IV. Single-Gen-Kontrolle des Geschlechts:
Bei vielen Tieren setzen einzelne autosomale Gene die Wirkung von Geschlechtschromosomen in den Individuen außer Kraft. Diese Gene sind im Allgemeinen rezessiv, können jedoch in einigen Fällen dominant sein.
Ein klassisches Beispiel für ein solches Gen ist das autosomal rezessive Transfergen (tra) von Drosophila. Befindet sich dieses Gen im homozygoten Zustand (Tratra), verwandelt es XX-Zygoten in unsterile Männer. Das Gen tra hat weder bei Männern noch bei Frauen im heterozygoten Zustand eine Wirkung.

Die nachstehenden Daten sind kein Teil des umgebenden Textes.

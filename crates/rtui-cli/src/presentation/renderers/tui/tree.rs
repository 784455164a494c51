//! Navigable view over a key hierarchy: which branches are open, which row
//! the cursor is on, and the flattened rows that result.

use rtui_engine::{HierarchyNode, display_label, node_badge};
use std::collections::HashSet;

/// Labels from the root down to a node; identifies a node across rebuilds.
type NodePath = Vec<String>;

#[derive(Debug, Clone, PartialEq, Eq)]
pub(crate) struct TreeRow {
    pub depth: usize,
    pub label: String,
    pub badge: String,
    pub full_key: Option<String>,
    pub has_children: bool,
    pub expanded: bool,
    path: NodePath,
}

#[derive(Debug, Default)]
pub(crate) struct KeyTreeState {
    root: HierarchyNode,
    expanded: HashSet<NodePath>,
    rows: Vec<TreeRow>,
    cursor: usize,
}

impl KeyTreeState {
    pub fn new(root: HierarchyNode) -> Self {
        let mut state = Self {
            root,
            ..Self::default()
        };
        state.rebuild_rows();
        state
    }

    /// Swap in a freshly built tree, keeping open branches and the cursor
    /// position where the nodes still exist.
    pub fn replace(&mut self, root: HierarchyNode) {
        let selected = self.selected().map(|row| row.path.clone());
        self.root = root;
        self.rebuild_rows();
        self.cursor = selected
            .and_then(|path| self.rows.iter().position(|row| row.path == path))
            .unwrap_or(0)
            .min(self.rows.len().saturating_sub(1));
    }

    pub fn rows(&self) -> &[TreeRow] {
        &self.rows
    }

    pub fn cursor(&self) -> usize {
        self.cursor
    }

    pub fn selected(&self) -> Option<&TreeRow> {
        self.rows.get(self.cursor)
    }

    pub fn key_count(&self) -> usize {
        self.root.leaf_count()
    }

    pub fn move_down(&mut self, steps: usize) {
        if !self.rows.is_empty() {
            self.cursor = (self.cursor + steps).min(self.rows.len() - 1);
        }
    }

    pub fn move_up(&mut self, steps: usize) {
        self.cursor = self.cursor.saturating_sub(steps);
    }

    pub fn expand(&mut self) {
        if let Some(row) = self.selected().filter(|r| r.has_children && !r.expanded) {
            let path = row.path.clone();
            self.expanded.insert(path);
            self.rebuild_rows();
        }
    }

    /// Close the selected branch; on a closed branch or a leaf, jump to the parent.
    pub fn collapse(&mut self) {
        let Some(row) = self.selected() else {
            return;
        };
        if row.expanded {
            let path = row.path.clone();
            self.expanded.remove(&path);
            self.rebuild_rows();
            return;
        }
        let parent = row.path[..row.path.len() - 1].to_vec();
        if let Some(pos) = self.rows.iter().position(|r| r.path == parent) {
            self.cursor = pos;
        }
    }

    pub fn toggle(&mut self) {
        let Some((expanded, has_children)) = self.selected().map(|r| (r.expanded, r.has_children))
        else {
            return;
        };
        if expanded {
            self.collapse();
        } else if has_children {
            self.expand();
        }
    }

    fn rebuild_rows(&mut self) {
        let mut rows = Vec::new();
        let mut path = Vec::new();
        for child in self.root.children() {
            collect_rows(child, 0, &mut path, &self.expanded, &mut rows);
        }
        self.rows = rows;
        self.cursor = self.cursor.min(self.rows.len().saturating_sub(1));
    }
}

fn collect_rows(
    node: &HierarchyNode,
    depth: usize,
    path: &mut NodePath,
    expanded: &HashSet<NodePath>,
    rows: &mut Vec<TreeRow>,
) {
    path.push(node.label().to_string());
    let is_open = node.has_children() && expanded.contains(path.as_slice());

    rows.push(TreeRow {
        depth,
        label: display_label(node),
        badge: node_badge(node),
        full_key: node.full_key().map(str::to_string),
        has_children: node.has_children(),
        expanded: is_open,
        path: path.clone(),
    });

    if is_open {
        for child in node.children() {
            collect_rows(child, depth + 1, path, expanded, rows);
        }
    }
    path.pop();
}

Wenn eine für tra (XX tra tra) heterozygote Frau mit einem für tra (XY tra tra) homozygoten Mann verpaart wird, sind nur 25% der Nachkommen weiblich, während die restlichen 75% männlich sind. Ein Drittel der Männer sind jedoch sterile XX-Individuen, die homozygot für tra sind; Sie werden durch das Gen tra in Männlichkeit umgewandelt.
Ein ähnliches rezessives, möglicherweise autosomales, testikuläres Feminisierungsgen bewirkt, dass XY-Menschen Brüste und Vagina entwickeln; solche Personen haben jedoch entartete Hoden und sind steril. Dieses Gen beeinflusst die Eigenschaften weiblicher Individuen nicht.